Imposto aprovado avança sem metas claras de saúde

O texto que institui o Imposto Seletivo foi aprovado pelo Senado em setembro e passou a ser debatido na Câmara dos Deputados. A proposta estabelece um teto de 2% para a alíquota, apresentado como um mecanismo técnico para garantir previsibilidade tributária e segurança jurídica durante a transição do novo sistema.

Apesar disso, uma das principais críticas é a ausência de definição sobre o destino dos recursos arrecadados. A legislação não determina que o valor obtido com o imposto seja aplicado em políticas de saúde, o que enfraquece o caráter extrafiscal da medida.
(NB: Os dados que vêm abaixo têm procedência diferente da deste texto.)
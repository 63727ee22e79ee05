//! Backend identifiers and the selection result
//!
//! [`BackendKind`] is the closed set of identifiers configuration may name.
//! [`Backend`] is what a selection produces: either a live provider or the
//! explicit disabled sentinel.

use crate::error::{Error, Result};
use crate::ports::providers::VectorStoreProvider;
use serde::{Deserialize, Serialize};
use std::fmt;
use std::str::FromStr;
use std::sync::Arc;

/// Supported vector store backends
#[derive(Debug, Clone, Copy, PartialEq, Eq, Hash, Serialize, Deserialize)]
#[serde(rename_all = "lowercase")]
pub enum BackendKind {
    /// In-process, non-persistent store
    Memory,
    /// JSON files on local disk
    Filesystem,
    /// Qdrant over its REST API
    Qdrant,
    /// No backend; every access fails with [`Error::BackendDisabled`]
    Disabled,
}

impl BackendKind {
    /// Every identifier, `Disabled` included
    pub const ALL: [BackendKind; 4] = [
        BackendKind::Memory,
        BackendKind::Filesystem,
        BackendKind::Qdrant,
        BackendKind::Disabled,
    ];

    /// Configuration string for this kind
    pub fn as_str(&self) -> &'static str {
        match self {
            Self::Memory => "memory",
            Self::Filesystem => "filesystem",
            Self::Qdrant => "qdrant",
            Self::Disabled => "disabled",
        }
    }

    /// Parse a configuration value
    ///
    /// Matching is case-insensitive and ignores surrounding whitespace.
    /// Anything else fails with [`Error::UnsupportedBackend`] carrying the
    /// identifier exactly as given.
    pub fn parse(identifier: &str) -> Result<Self> {
        let normalized = identifier.trim().to_ascii_lowercase();
        Self::ALL
            .into_iter()
            .find(|kind| kind.as_str() == normalized)
            .ok_or_else(|| Error::unsupported_backend(identifier))
    }
}

impl fmt::Display for BackendKind {
    fn fmt(&self, f: &mut fmt::Formatter<'_>) -> fmt::Result {
        f.write_str(self.as_str())
    }
}

impl FromStr for BackendKind {
    type Err = Error;

    fn from_str(s: &str) -> Result<Self> {
        Self::parse(s)
    }
}

/// Outcome of selecting a backend
///
/// `Disabled` is a distinct tagged value rather than a missing provider, so a
/// cached selection can tell "turned off" apart from "not resolved yet".
#[derive(Clone)]
pub enum Backend {
    /// A constructed provider
    Enabled {
        /// Which backend was constructed
        kind: BackendKind,
        /// The provider instance
        provider: Arc<dyn VectorStoreProvider>,
    },
    /// Configuration turned the vector database off
    Disabled,
}

impl Backend {
    /// Wrap a constructed provider
    pub fn enabled(kind: BackendKind, provider: Arc<dyn VectorStoreProvider>) -> Self {
        Self::Enabled { kind, provider }
    }

    /// The backend kind this selection stands for
    pub fn kind(&self) -> BackendKind {
        match self {
            Self::Enabled { kind, .. } => *kind,
            Self::Disabled => BackendKind::Disabled,
        }
    }

    /// Whether this is the disabled sentinel
    pub fn is_disabled(&self) -> bool {
        matches!(self, Self::Disabled)
    }

    /// Borrow the provider, failing with [`Error::BackendDisabled`] on the sentinel
    pub fn provider(&self) -> Result<&Arc<dyn VectorStoreProvider>> {
        match self {
            Self::Enabled { provider, .. } => Ok(provider),
            Self::Disabled => Err(Error::BackendDisabled),
        }
    }
}

impl fmt::Debug for Backend {
    fn fmt(&self, f: &mut fmt::Formatter<'_>) -> fmt::Result {
        match self {
            Self::Enabled { kind, .. } => f.debug_struct("Enabled").field("kind", kind).finish(),
            Self::Disabled => f.write_str("Disabled"),
        }
    }
}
Risco de imposto virar apenas ferramenta de arrecadação

Sem metas sanitárias estabelecidas nem vinculação dos recursos a programas públicos, o Imposto Seletivo corre o risco de funcionar como um instrumento genérico de arrecadação. A falta de indicadores para medir a efetividade da política dificulta o acompanhamento dos resultados e compromete sua legitimidade constitucional.
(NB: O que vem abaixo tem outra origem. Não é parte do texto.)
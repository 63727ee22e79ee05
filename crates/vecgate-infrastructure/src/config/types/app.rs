//! Main application configuration

use super::{LoggingConfig, VectorDbConfig};
use serde::{Deserialize, Serialize};

/// Root of the configuration tree
///
/// ```toml
/// [vector_db]
/// backend = "qdrant"
/// uri = "http://localhost:6333"
/// multitenancy = true
///
/// [logging]
/// level = "debug"
/// ```
#[derive(Debug, Clone, Default, Serialize, Deserialize)]
#[serde(default)]
pub struct AppConfig {
    /// Vector database selection and connection settings
    pub vector_db: VectorDbConfig,

    /// Logging configuration
    pub logging: LoggingConfig,
}
//! Provider constants

/// Default directory of the filesystem vector store
pub const FILESYSTEM_DEFAULT_BASE_PATH: &str = "./data/vectors";

/// File extension of persisted collections
pub const FILESYSTEM_COLLECTION_EXTENSION: &str = "json";

/// Default Qdrant REST endpoint
pub const QDRANT_DEFAULT_URL: &str = "http://localhost:6333";

/// Default prefix for Qdrant collection names
pub const QDRANT_DEFAULT_COLLECTION_PREFIX: &str = "vecgate";

/// Suffix of the shared collection used in multitenancy mode
pub const QDRANT_SHARED_COLLECTION_SUFFIX: &str = "shared";

/// Payload field carrying the logical collection in multitenancy mode
pub const QDRANT_TENANT_FIELD: &str = "tenant_id";

/// Qdrant API key header
pub const QDRANT_API_KEY_HEADER: &str = "api-key";

/// Request timeout for Qdrant calls in seconds
pub const QDRANT_REQUEST_TIMEOUT_SECS: u64 = 30;

/// `extra` key enabling Qdrant multitenancy mode
pub const QDRANT_MULTITENANCY_KEY: &str = "multitenancy";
Outro ponto controverso é a incoerência na seleção dos produtos tributados. Enquanto bebidas açucaradas entram na lista do IS, o açúcar refinado permanece isento por ser considerado essencial. Além disso, outros alimentos altamente calóricos, ricos em gorduras ou sódio, ficaram fora da tributação, o que pode gerar questionamentos jurídicos e insegurança regulatória.

Experiência internacional reforça limitações da medida

A aplicação de impostos sobre bebidas açucaradas já foi testada em países como México e Chile, enfrentando dificuldades semelhantes. Estudos indicam que, embora o imposto tenha formulação simples, ele não é capaz de sustentar, de forma isolada, uma política pública eficaz de combate à obesidade.

Pesquisas apontam que doenças como obesidade e diabetes têm causas múltiplas, que envolvem fatores como genética, sedentarismo e hábitos alimentares diversos. Concentrar a política pública em apenas um tipo de produto tende a gerar resultados limitados e pouco consistentes do ponto de vista da saúde coletiva.

Consumo cai, mas obesidade segue em alta no Brasil

Dados do sistema Vigitel mostram que o consumo de refrigerantes no Brasil caiu mais de 50% nos últimos 17 anos. Ainda assim, a prevalência da obesidade entre adultos mais que dobrou no mesmo período. O descompasso entre esses indicadores reforça a avaliação de que a simples tributação de bebidas açucaradas não é suficiente para reverter o avanço das doenças crônicas no país.

Efeitos econômicos preocupam especialistas e setor produtivo

Além das dúvidas sobre a eficácia sanitária, o Imposto Seletivo também levanta preocupações econômicas. Um dos principais pontos é o caráter regressivo do tributo, que tende a pesar mais no orçamento das famílias de baixa renda, já que incide diretamente sobre o consumo.

Outro alerta é o aumento simultâneo da carga tributária, considerando tanto o novo imposto quanto a elevação decorrente do IVA. Pequenos negócios, bares, restaurantes e ambulantes podem ser diretamente impactados, já que bebidas açucaradas representam parcela relevante do faturamento e ajudam a equilibrar as contas desses estabelecimentos.

Risco de mercado ilegal e produtos sem controle sanitário

A elevação de preços no mercado formal também pode estimular a expansão do comércio clandestino. Estudos indicam que tributos seletivos podem incentivar o consumo de produtos similares de menor qualidade e com menos controle sanitário, ampliando riscos à saúde e reduzindo a arrecadação formal.

Caminho mais eficaz exige políticas integradas

A literatura científica aponta que medidas isoladas têm impacto reduzido sobre indicadores como o índice de massa corporal. Revisões internacionais mostram que políticas públicas eficazes precisam combinar educação alimentar, incentivo à atividade física, ações estruturais de saúde e estabilidade regulatória para os setores produtivos.

Mais do que elevar impostos, o desafio do Brasil está em adotar estratégias baseadas em evidências, capazes de gerar benefícios reais à saúde da população sem comprometer o consumo, o emprego e a segurança jurídica. O debate em torno do Imposto Seletivo reforça a necessidade de equilíbrio entre arrecadação, saúde pública e desenvolvimento econômico.